Using position and order
Both of these are not a very good idea. This means that you need to change the automation code if a new element is added in the hierarchy of elements, or even if it’s displayed in another place. We don’t want that – we can do better!
Using ID or other attributes
All frameworks for UI automation I’ve used have some way to search for a control by ID or other attributes of the element. This seems to be the preferred way in most frameworks and is also one that I recommend. The main advantage of this is that your search is agnostic to the position and order of the control. The disadvantage is that you need to have an Id or another attribute that is a stable way to find the control.
My favorite framework lately, FluentAutomation, uses CSS Selectors, which is a very flexible and powerful query language against the DOM elements. You can write really flexible stuff such as:
.liveExample td.quantity input:eq(1) - which means; find the first input element with the class “.liveExample” in the TD-element with class “.quantity”
Yes – it’s powerful and flexible indeed. One thing worries me though; the things we are using to find that control are also used for styling and positioning. We might change the “.liveExample” class into another, or stop using a table for layout, etc.
By using those, we could say that we are violating the Single Responsibility Principle (SRP) since the CSS class now has 2 reasons to change.
One could argue, at least with certain web frameworks, that even the ID or Name couldn’t safely be used to find the control when Automating. Using WebForms from way back then, in earlier versions than .NET 4, the ID and Name of the control are generated for you. And they change if you put them into a user control.
Create an ID for you and your automation needs
A couple of years ago, I did some automation against WPF and found an attribute, found on every WPF control, that I never saw the use for before: the AutomationID property. That property solely exists for you to set an ID that you can use when automating the application. It’s separate from the ID property of the control and can be thought of as an alternative key to the control.
That would be something, right? Fortunately, we can create one of our own!
The main browsers simply ignore attributes that they don’t understand, but you can still find it with CSS Selectors. So that’s great – we can make up an attribute for UI Automation. But a validator tool might be upset. Luckily in the HTML5 specification, there is help in the form of the data-* attributes
.
I do NOT claim to be an expert here, but basically, you can make up any attribute you like, prefix it with “data-” and it will pass even validation in HTML5.

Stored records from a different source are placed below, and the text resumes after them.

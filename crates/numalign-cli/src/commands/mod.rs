pub mod init;
pub mod merge;
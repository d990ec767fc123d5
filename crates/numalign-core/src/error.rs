//! Topology configuration error types.

use thiserror::Error;

/// Errors raised while building the topology alignment setup.
///
/// These are all startup-time failures. A pod that cannot be aligned is
/// not an error: it gets a rejecting [`AdmissionResult`](crate::AdmissionResult).
#[derive(Debug, Error)]
pub enum TopologyError {
    #[error("unknown topology policy: {0}")]
    UnknownPolicy(String),

    #[error("invalid NUMA node count {0}: must be between 1 and {max}", max = crate::MAX_NUMA_NODES)]
    InvalidNumaNodeCount(usize),

    #[error("{count} NUMA nodes exceed the allowed maximum of {max}")]
    TooManyNumaNodes { count: usize, max: usize },

    #[error("NUMA node {node} out of range for a {count}-node topology")]
    NodeOutOfRange { node: usize, count: usize },

    #[error("config parse error: {0}")]
    Config(#[from] toml::de::Error),

    #[error("config serialize error: {0}")]
    ConfigSerialize(#[from] toml::ser::Error),

    #[error("io error: {0}")]
    Io(#[from] std::io::Error),
}

pub type TopologyResult<T> = Result<T, TopologyError>;
//! Topology alignment policies.
//!
//! Every policy shares the same merge core ([`merge_hints`]) and differs
//! only in which candidates it lets through and how it turns the best
//! hint into an [`AdmissionResult`].
//!
//! | Policy             | Filter                    | Admits when            |
//! |--------------------|---------------------------|------------------------|
//! | `none`             | no merge at all           | always                 |
//! | `best-effort`      | none                      | always                 |
//! | `restricted`       | none                      | best hint is preferred |
//! | `single-numa-node` | exactly one node          | best hint is preferred |

mod best_effort;
mod none;
mod restricted;
mod single_numa_node;

pub use best_effort::BestEffortPolicy;
pub use none::NonePolicy;
pub use restricted::RestrictedPolicy;
pub use single_numa_node::SingleNumaNodePolicy;

use numalign_core::{AdmissionResult, NumaNodes, PolicyKind, TopologyConfig, TopologyHint, TopologyResult};
use tracing::info;

use crate::merger::{MergeOutcome, merge_hints};
use crate::provider::{FlattenedHints, ProviderHints, flatten_provider_hints};

/// A topology alignment policy as seen by the admission pipeline.
///
/// Implementations are stateless: concurrent calls for different pods
/// need no synchronization, and identical inputs give identical output.
pub trait MergePolicy: Send + Sync {
    /// Stable identifier for logs and metrics.
    fn name(&self) -> &'static str;

    /// Merge provider hints into one hint and an admission verdict.
    fn merge(&self, providers: &[ProviderHints]) -> (TopologyHint, AdmissionResult);
}

/// The configured policy, one per process.
#[derive(Debug, Clone)]
pub enum Policy {
    None(NonePolicy),
    BestEffort(BestEffortPolicy),
    Restricted(RestrictedPolicy),
    SingleNumaNode(SingleNumaNodePolicy),
}

impl Policy {
    pub fn new(kind: PolicyKind, nodes: NumaNodes) -> Self {
        match kind {
            PolicyKind::None => Policy::None(NonePolicy::new(nodes)),
            PolicyKind::BestEffort => Policy::BestEffort(BestEffortPolicy::new(nodes)),
            PolicyKind::Restricted => Policy::Restricted(RestrictedPolicy::new(nodes)),
            PolicyKind::SingleNumaNode => Policy::SingleNumaNode(SingleNumaNodePolicy::new(nodes)),
        }
    }

    /// Validate the config and build its policy.
    pub fn from_config(config: &TopologyConfig) -> TopologyResult<Self> {
        let nodes = config.validate()?;
        let policy = Self::new(config.policy(), nodes);
        info!(
            policy = policy.name(),
            numa_nodes = nodes.count(),
            "topology policy configured"
        );
        Ok(policy)
    }

    pub fn kind(&self) -> PolicyKind {
        match self {
            Policy::None(_) => PolicyKind::None,
            Policy::BestEffort(_) => PolicyKind::BestEffort,
            Policy::Restricted(_) => PolicyKind::Restricted,
            Policy::SingleNumaNode(_) => PolicyKind::SingleNumaNode,
        }
    }

    fn inner(&self) -> &dyn MergePolicy {
        match self {
            Policy::None(p) => p,
            Policy::BestEffort(p) => p,
            Policy::Restricted(p) => p,
            Policy::SingleNumaNode(p) => p,
        }
    }
}

impl MergePolicy for Policy {
    fn name(&self) -> &'static str {
        self.inner().name()
    }

    fn merge(&self, providers: &[ProviderHints]) -> (TopologyHint, AdmissionResult) {
        self.inner().merge(providers)
    }
}

/// Flatten the providers' hints and run the shared merge core.
fn merge_providers<F>(
    nodes: &NumaNodes,
    providers: &[ProviderHints],
    keep: F,
) -> (FlattenedHints, MergeOutcome)
where
    F: Fn(&TopologyHint) -> bool,
{
    let flat = flatten_provider_hints(providers, nodes);
    let outcome = merge_hints(nodes, &flat.hints, keep);
    (flat, outcome)
}
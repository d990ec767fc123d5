//! numalign-policy — topology hint merging and admission policies.
//!
//! Resource providers (CPU, memory, devices) each report where they could
//! place a pod's resources as lists of `TopologyHint`s. This crate
//! reconciles those lists into one aligned placement and decides whether
//! the alignment is good enough to admit the pod.
//!
//! # Components
//!
//! - **`provider`** — `HintProvider` trait and hint normalization
//! - **`permutation`** — lazy Cartesian product over per-resource hint lists
//! - **`merger`** — per-permutation reduction and best-hint selection
//! - **`policy`** — the `none`, `best-effort`, `restricted` and
//!   `single-numa-node` policies
//!
//! # Data flow
//!
//! ```text
//! providers ──► [ProviderHints] ──► flatten ──► Permutations
//!                                                   │
//!                         policy filter ◄── merge_permutation
//!                               │
//!                          comparator ──► best TopologyHint ──► AdmissionResult
//! ```

pub mod merger;
pub mod permutation;
pub mod policy;
pub mod provider;

pub use merger::{MergeOutcome, is_better, merge_hints, merge_permutation};
pub use permutation::Permutations;
pub use policy::{BestEffortPolicy, MergePolicy, NonePolicy, Policy, RestrictedPolicy, SingleNumaNodePolicy};
pub use provider::{FlattenedHints, HintProvider, ProviderHints, StaticHintProvider, collect_hints, flatten_provider_hints};
use clap::{Parser, Subcommand};

mod commands;

#[derive(Parser)]
#[command(
    name = "numalign",
    about = "numalign — NUMA topology alignment for pod admission",
    version,
    propagate_version = true,
)]
struct Cli {
    #[command(subcommand)]
    command: Commands,
}

#[derive(Subcommand)]
enum Commands {
    /// Merge provider hints and print the admission verdict.
    ///
    /// The policy and node count come from --config, and can be
    /// overridden with --policy and --numa-nodes.
    Merge {
        /// JSON file with the providers' hints
        #[arg(long)]
        hints: String,
        /// numalign.toml to read the policy from
        #[arg(short, long)]
        config: Option<String>,
        /// Policy override (none, best-effort, restricted, single-numa-node)
        #[arg(short, long)]
        policy: Option<String>,
        /// NUMA node count override (required without --config)
        #[arg(short, long)]
        numa_nodes: Option<usize>,
        /// Output format: text or json
        #[arg(short, long, default_value = "text")]
        format: String,
    },
    /// List the available policies
    Policies,
    /// Write a numalign.toml scaffold
    Init {
        #[arg(long, default_value = "numalign.toml")]
        path: String,
        #[arg(short, long, default_value = "best-effort")]
        policy: String,
        #[arg(short, long, default_value = "2")]
        numa_nodes: usize,
    },
}

fn main() -> anyhow::Result<()> {
    tracing_subscriber::fmt()
        .with_env_filter(
            tracing_subscriber::EnvFilter::from_default_env()
                .add_directive("numalign=info".parse()?)
        )
        .with_writer(std::io::stderr)
        .init();

    let cli = Cli::parse();

    match cli.command {
        Commands::Merge {
            hints,
            config,
            policy,
            numa_nodes,
            format,
        } => commands::merge::run(&hints, config.as_deref(), policy.as_deref(), numa_nodes, &format),
        Commands::Policies => commands::init::list_policies(),
        Commands::Init {
            path,
            policy,
            numa_nodes,
        } => commands::init::init(&path, &policy, numa_nodes),
    }
}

So why not simply add a “data-automation-id” attribute to the element you want to reach with your automation code? Not all of them, but the few that you actually need to reach from your automation code. That would give us the following example control:
<input type="text" id="ucMarcus1_ucMarcus2_ucMarcus3_userName" class="myNiceFormattingClass" data-automation-id="userNameField" />
And you can easily reach it with a CSS selector (here in turn used in FluentAutomation):
Conclusion
So that’s a nice way to have one single ID to reach the control you’re writing automation code against. There is only one reason for the automation-id to change now and it’s easy to find.
However, as some colleagues pointed out, we’re changing our production code in order to test it easier… So what? is my response. I think it’s worth it.